Corporate India, however, dubs the proposed
legislation interventionist. Senior Advisor, Confederation of Indian
Industries (CII), T.K. Bhaumik says the bill has tried to address every
possible development that may occur in a free market. "But in the
process," he rues, "the flexibility companies need to respond to
a competitive environment has been taken away."
Most of India Inc.'s misgivings relate to the
provisions relating to pre-merger notification and CCI's power to initiate
suo moto investigations. The pre-merger notification is seen as a
regressive step, a revival of the monopolies section of the MRTP Act.

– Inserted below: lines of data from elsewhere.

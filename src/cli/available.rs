//! List the definitions a backend provides.

use anyhow::{Context, Result};
use clap::{Args, ValueEnum};
use std::io::Write;

use super::common::CommandContext;
use crate::backend::ConfigBackend;
use crate::output::OutputFormat;

#[derive(Debug, Clone, Copy, PartialEq, Eq, ValueEnum)]
pub enum AvailableKind {
    Components,
    Datasources,
}

/// Arguments of `nxsds available`.
#[derive(Args, Debug)]
pub struct AvailableCommand {
    /// Which definitions to list
    #[arg(value_enum)]
    pub kind: AvailableKind,

    /// Output encoding
    #[arg(long, value_enum)]
    pub format: Option<OutputFormat>,
}

impl AvailableCommand {
    pub fn execute(self, ctx: &CommandContext, out: &mut dyn Write) -> Result<()> {
        let backend = ctx.open_backend()?;
        let names = match self.kind {
            AvailableKind::Components => backend.available_components()?,
            AvailableKind::Datasources => backend.available_data_sources()?,
        };

        let text = match ctx.output_format(self.format) {
            OutputFormat::Json => serde_json::to_string_pretty(&names).context("Failed to serialize names as JSON")?,
            OutputFormat::Yaml => serde_yaml::to_string(&names).context("Failed to serialize names as YAML")?,
        };
        writeln!(out, "{}", text.trim_end())?;
        Ok(())
    }
}
//! Configuration file discovery and precedence.

use assert_cmd::Command;
use nxsds_cli::test_utils::{BackendEnvironment, DataSourceFixture};
use predicates::prelude::*;
use serial_test::serial;

fn bare_nxsds(env: &BackendEnvironment) -> Command {
    let mut cmd = Command::cargo_bin("nxsds").unwrap();
    cmd.env_remove("NXSDS_CONFIG").env_remove("RUST_LOG").env("HOME", env.path());
    cmd
}

fn config_for(env: &BackendEnvironment, extra: &str) -> String {
    format!("[backend]\ndirectory = \"{}\"\n{extra}", env.backend_root().display())
}

#[test]
#[serial]
fn backend_directory_from_config_file() {
    let env = BackendEnvironment::with_beamline().unwrap();
    let config = env.write_config(&config_for(&env, "")).unwrap();

    bare_nxsds(&env)
        .arg("--config")
        .arg(&config)
        .args(["available", "components"])
        .assert()
        .success()
        .stdout(predicate::str::contains("slit"));
}

#[test]
#[serial]
fn config_from_environment_variable() {
    let env = BackendEnvironment::with_beamline().unwrap();
    let config = env.write_config(&config_for(&env, "[output]\nformat = \"yaml\"\n")).unwrap();

    bare_nxsds(&env)
        .env("NXSDS_CONFIG", &config)
        .args(["available", "datasources"])
        .assert()
        .success()
        .stdout(predicate::str::starts_with("- gap"));
}

#[test]
#[serial]
fn default_config_in_home_directory() {
    let env = BackendEnvironment::with_beamline().unwrap();
    let dir = env.path().join(".nxsds");
    std::fs::create_dir_all(&dir).unwrap();
    std::fs::write(dir.join("config.toml"), config_for(&env, "[output]\nmode = \"flat\"\n")).unwrap();

    let output = bare_nxsds(&env).args(["components", "slit"]).output().unwrap();
    assert!(output.status.success());
    let value: serde_json::Value = serde_json::from_slice(&output.stdout).unwrap();
    assert!(value.is_array());
}

#[test]
#[serial]
fn flags_override_config_file() {
    let env = BackendEnvironment::with_beamline().unwrap();
    env.add_data_source(&DataSourceFixture::pyeval("sum", &["gap"], "ds.result = ds.gap + 1")).unwrap();
    let config = env
        .write_config(&config_for(&env, "[resolver]\nexpand_scripts = true\n[output]\nformat = \"yaml\"\n"))
        .unwrap();

    bare_nxsds(&env)
        .arg("--config")
        .arg(&config)
        .args(["datasources", "sum", "--format", "json"])
        .assert()
        .success()
        .stdout(predicate::str::starts_with("{"))
        .stdout(predicate::str::contains("haso.desy.de:10000/p09/slit/exp.01/Gap"));
}

#[test]
#[serial]
fn missing_explicit_config_fails() {
    let env = BackendEnvironment::new().unwrap();
    bare_nxsds(&env)
        .args(["--config", "/no/such/nxsds.toml", "available", "components"])
        .assert()
        .failure()
        .stderr(predicate::str::contains("Configuration file not found"));
}

#[test]
#[serial]
fn malformed_config_fails() {
    let env = BackendEnvironment::new().unwrap();
    let config = env.write_config("[backend\n").unwrap();
    bare_nxsds(&env)
        .arg("--config")
        .arg(&config)
        .args(["available", "components"])
        .assert()
        .failure()
        .stderr(predicate::str::contains("Failed to parse configuration file"));
}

Laments FICCI president G.P. Goenka: "This will only hamper
companies' efforts to achieve economies of scale through M&As."
BAD MEMORIES
Allowing the CCI to initiate suo moto
investigations brings back memories of what happened during the HLL-Tomco
merger in 1993. Even though it did not require the permission of the MRTPC,
the Commission challenged it, arguing that it would lead to a monopoly.
Drafters of the bill pooh-pooh these fears.
While the MRTPC vetoed M&As purely on the basis of size, they argue,
the CCI will assess the likely impact on the market. Asserts Pallavi
Shroff, lawyer and member of the drafting committee: "We will only
look at the market scenario and not at how the company is going to
operate."
Actually, nearly 50 countries, including
Germany, Canada, and the US, have mandatory pre-merger notification. And
only nine-among them Britain, Australia, and France-have voluntary
notification. Soothing apprehensions of interference, Shroff points out
that nearly 90 per cent of all big mergers in Britain are voluntarily
disclosed to the Competition Commission. "No one wants to run the
risk of de-merger later," she argues. And in the US, adds Chakravarty,
the FTC has ordered only three de-mergers-that of AT&T, Bell Labs, and
now Microsoft.
Fortunately, the government is seriously
considering making the notification voluntary. The provision for suo moto
investigation will, however, stay. The misuse under the MRTPC, Shroff
points out, happened because the investigative arm of the Commission was
given these powers. This time, the power will be given only to the CCI and
not its investigation wing. Asserts Shroff: "The CCI will be a
responsible body, it will not misuse this provision."
But the compulsory nature of pre-notification
is not industry's only complaint. It also finds the threshold limits way
too low. CII Deputy Director K.C. Ravi points out that there are over 490
listed companies, which have an asset base of more than Rs 500 crore.
Equally puzzling, to both the industry and the members of the committee
that drafted the Competition Policy, is the inclusion of joint ventures in
the list of corporate combinations. Asserts Bhaumik: "This amounts to
micro-management of corporate affairs." Counters Shroff: "What's
wrong with looking at joint ventures in terms of how they distort the
market?"
Significantly, the concept bill leaves room
for turf battles between the CCI and various regulatory authorities. If
any matter these authorities are considering has a bearing on competition
in that sector, they must refer it to the CCI and wait for its opinion
before passing an order. What's left unsaid is whether the CCI's opinion
will override the sectoral regulators' order. Incidentally, in both the US
and the UK, sectoral regulators are completely independent of the
respective competition monitors.
But the concept bill is not the end of the
story. The government has invited suggestions which, hopefully, will be
incorporated. As Vijaya Sampath, Partner in law firm Jyoti Sagar &
Associates, says: "The concept bill may not be perfect, but it is a
step towards framing a competition law, without which there can be
complete chaos in the market place." Now all that's needed is to
ensure it's not a step backwards into the pre-1991 era.